Speaking on BBC Three Counties Radio, Tristan Holdom, a specialist lawyer in catastrophic brain injuries at Tollers Solicitors who is representing Mrs Dorbon said: “Unfortunately, despite the guilty plea by Mrs Dorbon’s employers, their insurers have maintained a denial of liability in the civil claim for the past 2 years, forcing the family to rely on NHS funding for Suzi’s care and their own savings for equipment such as a wheelchair accessible vehicle.  I hope that they will now do the right thing and agree to compensate Suzi and ensure that she is looked after for the remainder of her life.”

Hangar 219 was fitted with two mechanically operated doors, each of which consisted of three very large solid sections or ‘leaves’ which could be moved horizontally along tracks using a hand-held control panel. Despite the manufacturer highlighting the crush risk, the Company’s formal Risk Assessment document failed to identify the risk of a person being crushed by the doors or any steps which needed to be taken to reduce that risk.  Although CCTV was present in the hangar staff were not monitored or supervised to ensure that they operated the moving the doors safely.

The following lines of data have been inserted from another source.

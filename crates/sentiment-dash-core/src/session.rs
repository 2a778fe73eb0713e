//! Session reconciliation: when to re-query, and how to take a result.
//!
//! A [`SessionState`] is owned by one user session and passed by `&mut` into
//! each handler. The fetch-derived fields (rows, selector, resolved period,
//! query text) live together in one [`ActiveFetch`] value, so they can only
//! be replaced as a unit.
//!
//! # Refresh Flow
//!
//! 1. Skip the fetch if [`should_refetch`] says the cached rows still apply.
//! 2. Resolve the selector against "now" in the reporting timezone.
//! 3. Call the record source once.
//! 4. Hand the batch to [`apply_fetch_result`]; empty batches change nothing.
//!
//! Any error along the way returns before step 4, leaving the state as it was.

use chrono::{DateTime, Utc};
use chrono_tz::Tz;

use crate::error::DashboardError;
use crate::models::Row;
use crate::period::{resolve, PeriodSelector, ResolvedPeriod};
use crate::source::{RecordBatch, RecordSource};

/// Everything derived from the last successful fetch.
#[derive(Debug, Clone, PartialEq, Eq)]
pub struct ActiveFetch {
    pub selector: PeriodSelector,
    pub resolved: ResolvedPeriod,
    pub records: Vec<Row>,
    pub query_text: String,
}

/// Per-session dashboard state.
#[derive(Debug, Clone, Default, PartialEq, Eq)]
pub struct SessionState {
    authenticated: bool,
    active: Option<ActiveFetch>,
}

impl SessionState {
    /// Empty, unauthenticated state.
    pub fn new() -> Self {
        Self::default()
    }

    pub fn is_authenticated(&self) -> bool {
        self.authenticated
    }

    pub fn active(&self) -> Option<&ActiveFetch> {
        self.active.as_ref()
    }

    pub fn records(&self) -> &[Row] {
        self.active.as_ref().map(|a| a.records.as_slice()).unwrap_or(&[])
    }

    pub fn row_count(&self) -> usize {
        self.records().len()
    }

    pub fn active_period(&self) -> Option<&PeriodSelector> {
        self.active.as_ref().map(|a| &a.selector)
    }

    pub fn active_resolved(&self) -> Option<&ResolvedPeriod> {
        self.active.as_ref().map(|a| &a.resolved)
    }

    pub fn last_query_text(&self) -> Option<&str> {
        self.active.as_ref().map(|a| a.query_text.as_str())
    }
}

/// Whether `requested` needs a new fetch given `state`.
///
/// True on an unauthenticated session, on a different selector, and always
/// for custom ranges.
pub fn should_refetch(state: &SessionState, requested: &PeriodSelector) -> bool {
    if !state.authenticated || requested.is_custom() {
        return true;
    }
    state.active_period() != Some(requested)
}

/// Result of handing a fetched batch to the session.
#[derive(Debug, Clone, Copy, PartialEq, Eq)]
pub enum ApplyOutcome {
    /// Rows replaced the previous fetch.
    Applied { rows: usize },
    /// No rows came back; the previous fetch (if any) is kept.
    Empty,
}

/// Take a fetch result into the session.
///
/// An empty batch leaves `state` untouched and does not mark the session
/// authenticated. Otherwise every fetch-derived field is replaced in one
/// assignment.
pub fn apply_fetch_result(
    state: &mut SessionState,
    selector: PeriodSelector,
    resolved: ResolvedPeriod,
    batch: RecordBatch,
) -> ApplyOutcome {
    if batch.rows.is_empty() {
        tracing::info!(period = %selector, "fetch returned no rows; keeping previous data");
        return ApplyOutcome::Empty;
    }

    let rows = batch.rows.len();
    let next = SessionState {
        authenticated: true,
        active: Some(ActiveFetch {
            selector,
            resolved,
            records: batch.rows,
            query_text: batch.query_text,
        }),
    };
    *state = next;

    ApplyOutcome::Applied { rows }
}

/// What a [`refresh`] call did.
#[derive(Debug, Clone, Copy, PartialEq, Eq)]
pub enum RefreshOutcome {
    /// The session already holds rows for this selector; nothing was fetched.
    Cached,
    /// New rows were fetched and applied.
    Fetched { rows: usize },
    /// The source returned no rows; previous data is kept.
    Empty,
}

/// Run one fetch action for `selector`.
///
/// With `force`, the [`should_refetch`] check is skipped (an explicit
/// "fetch" click). The source is called at most once.
///
/// # Errors
///
/// [`DashboardError::InvalidRange`], [`DashboardError::UnsupportedPeriod`],
/// or [`DashboardError::Source`]. In every case `state` is unchanged.
pub async fn refresh<S: RecordSource + ?Sized>(
    state: &mut SessionState,
    source: &S,
    selector: PeriodSelector,
    now: DateTime<Utc>,
    tz: Tz,
    force: bool,
) -> Result<RefreshOutcome, DashboardError> {
    if !force && !should_refetch(state, &selector) {
        tracing::debug!(period = %selector, "selector unchanged; using cached rows");
        return Ok(RefreshOutcome::Cached);
    }

    let resolved = resolve(&selector, now, tz)?;

    tracing::debug!(
        source = source.name(),
        start = resolved.start_iso(),
        end = resolved.end_iso(),
        "fetching records"
    );

    let batch = match source
        .fetch_records(resolved.start_iso(), resolved.end_iso())
        .await
    {
        Ok(batch) => batch,
        Err(e) => {
            tracing::warn!(source = source.name(), error = %e, "fetch failed; session unchanged");
            return Err(e.into());
        }
    };

    match apply_fetch_result(state, selector, resolved, batch) {
        ApplyOutcome::Applied { rows } => Ok(RefreshOutcome::Fetched { rows }),
        ApplyOutcome::Empty => Ok(RefreshOutcome::Empty),
    }
}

The prosecution pointed to the fact that following the terrible accident, the Company took a number of simple steps to reduce the risks to employees including  painting yellow lines on the floor to show employees how far to stand back from the doors, new warning signs, a new operation manual with additional entrapment warnings, retraining, monitoring and supervision of staff.

The Judge agreed that all these steps were simple and inexpensive and should have been taken when the doors were first installed.  Had they done so, it would have prevented the risk which resulted in the catastrophic injuries to Suzi Dorbon.

Mrs Dorbon’s condition is unlikely to improve and will require 24 hour care for the rest of her life.